The Black Knights did finish fifth in the nation in rushing at 296.5 yards per game with its stout option attack and the discipline was sky-high. They had the sixth fewest penalties per game (4.08).
Still, there's a big leadership void to replace with the departures of 27 letter winners, including 10 offensive starters and six on defense. Lost to graduation are quarterback Angel Santiago and an imposing trio of running backs in Larry Dixon, Raymond Maples and Terry Baggett, three seniors on the defensive line, and both outside linebackers.
Spring practice concluded with the traditional Black-Gold scrimmage on Saturday and lots of new faces.
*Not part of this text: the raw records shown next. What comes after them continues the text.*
use std::collections::HashMap;

use anyhow::{anyhow, Context, Result};
use chrono::{DateTime, Utc};
use uuid::Uuid;

use crate::models::{FeatureRecord, TaskType};
use crate::scoring::ModelFactory;
use crate::session::engine::{SessionEngine, SessionReport, Tick};
use crate::settings::EngineConfig;
use crate::snapshot::Restored;
use crate::store::{checkpoint_key, CheckpointStore};

const ENABLE_LOGS: bool = true;

use crate::{log_info, log_warn};

/// Isolated sessions keyed by id. Each session gets its own engine and its
/// own model instance from the factory.
pub struct SessionRegistry {
    config: EngineConfig,
    factory: ModelFactory,
    sessions: HashMap<String, SessionEngine>,
}

impl SessionRegistry {
    pub fn new(config: EngineConfig, factory: ModelFactory) -> Self {
        Self {
            config,
            factory,
            sessions: HashMap::new(),
        }
    }

    pub fn start(&mut self, task_type: TaskType, now: DateTime<Utc>) -> String {
        let id = Uuid::new_v4().to_string();
        let engine = SessionEngine::new(
            id.clone(),
            task_type,
            now,
            self.config.clone(),
            (self.factory)(),
        );
        self.sessions.insert(id.clone(), engine);
        log_info!("session {} started ({})", id, task_type);
        id
    }

    pub fn get(&self, id: &str) -> Option<&SessionEngine> {
        self.sessions.get(id)
    }

    pub fn get_mut(&mut self, id: &str) -> Option<&mut SessionEngine> {
        self.sessions.get_mut(id)
    }

    fn engine_mut(&mut self, id: &str) -> Result<&mut SessionEngine> {
        self.sessions
            .get_mut(id)
            .ok_or_else(|| anyhow!("unknown session {id}"))
    }

    pub fn process(
        &mut self,
        id: &str,
        record: &FeatureRecord,
        now: DateTime<Utc>,
    ) -> Result<Option<Tick>> {
        Ok(self.engine_mut(id)?.process(record, now))
    }

    pub fn focus_reset(&mut self, id: &str) -> Result<()> {
        self.engine_mut(id)?.focus_reset();
        log_info!("session {} focus reset", id);
        Ok(())
    }

    /// Ground truth for the session's latest interval. `Ok(false)` when it
    /// has not scored an interval yet.
    pub fn record_feedback(&mut self, id: &str, actual_breakdown: bool) -> Result<bool> {
        Ok(self.engine_mut(id)?.record_feedback(actual_breakdown))
    }

    /// Ends and forgets the session.
    pub fn end(&mut self, id: &str, now: DateTime<Utc>) -> Result<SessionReport> {
        let mut engine = self
            .sessions
            .remove(id)
            .ok_or_else(|| anyhow!("unknown session {id}"))?;
        log_info!("session {} ended after {} ticks", id, engine.tick());
        Ok(engine.end(now))
    }

    pub fn checkpoint_to(&self, store: &dyn CheckpointStore, id: &str) -> Result<()> {
        let engine = self
            .sessions
            .get(id)
            .ok_or_else(|| anyhow!("unknown session {id}"))?;
        let blob = engine.checkpoint()?;
        store
            .set(&checkpoint_key(id), &blob)
            .with_context(|| format!("failed to store checkpoint for session {id}"))
    }

    /// Load `id` from the store, replacing any live engine with that id.
    /// A missing or unusable checkpoint starts the session fresh.
    pub fn resume_from(
        &mut self,
        store: &dyn CheckpointStore,
        id: &str,
        task_type: TaskType,
        now: DateTime<Utc>,
    ) -> Result<Restored<String>> {
        let blob = store
            .get(&checkpoint_key(id))
            .with_context(|| format!("failed to load checkpoint for session {id}"))?;
        let restored = SessionEngine::restore(
            blob.as_deref(),
            id,
            task_type,
            now,
            self.config.clone(),
            (self.factory)(),
        );
        if restored.fell_back {
            log_warn!("session {} had no usable checkpoint; starting fresh", id);
        } else {
            log_info!("session {} resumed at tick {}", id, restored.value.tick());
        }
        let id = id.to_string();
        Ok(restored.map(|engine| {
            self.sessions.insert(id.clone(), engine);
            id
        }))
    }

    pub fn ids(&self) -> impl Iterator<Item = &str> {
        self.sessions.keys().map(String::as_str)
    }

    pub fn len(&self) -> usize {
        self.sessions.len()
    }

    pub fn is_empty(&self) -> bool {
        self.sessions.is_empty()
    }
}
"When all of those seniors that had played so much walk out of the room, it's a different football team, and we're certainly a different football team now than we were in the fall," said Monken, who guided Army to victory over Buffalo in last fall's opener to become the first Army coach to win his first game at West Point since Bob Sutton in 1991. "We had an opportunity to see a lot of guys that hadn't played a lot be in a position where the responsibility is on their shoulders."
Monken said the team voted junior linebacker Jeremy Timpf and senior running back Matt Giachinta as team captains. Timpf emerged as a leader last year, finishing the season ranked seventh nationally in solo tackles per game (5.83 and 70 for the season) and 23rd in tackles per game (8.75 and 105 for the season). He also snared three interceptions.
Missing the entire spring was senior A.J. Schurr, the expected starter at quarterback. He's been nursing an injury to his right (throwing) shoulder suffered last November against Fordham. Sophomore Ahmad Bradshaw, who did not play in 2014, is listed behind Schurr on the depth chart.
"I think those other guys did a good job and really improved over the course of the spring," Monken said. "I think we'll have an interesting battle on our hands."
Just outside the door of Nowak Auditorium where Monken spoke sits a statue of the four architects of Army's glory days: Coach Earl "Red" Blaik; Doc Blanchard and Glenn Davis, the famed Mr. Inside and Mr. Outside of the national championship teams of the mid-1940s who each won the Heisman Trophy; and Pete Dawkins, the Heisman winner in 1958.
It's a legacy no one can ever hope to duplicate at the academy, but a legacy that will always serve as the goal.
"What an unbelievable era. That's our tradition and our history and what we all hope we can return this program to being — a nationally recognized national football program that's considered one of the great programs in the country," Monken said. "That's part of what drives us, the challenge.
"I'm confident we're going to succeed, I believe it's going to happen," he said. "There's no guarantee it will, but we're working really, really hard to make a change. The winds of change are blowing, but it doesn't happen overnight."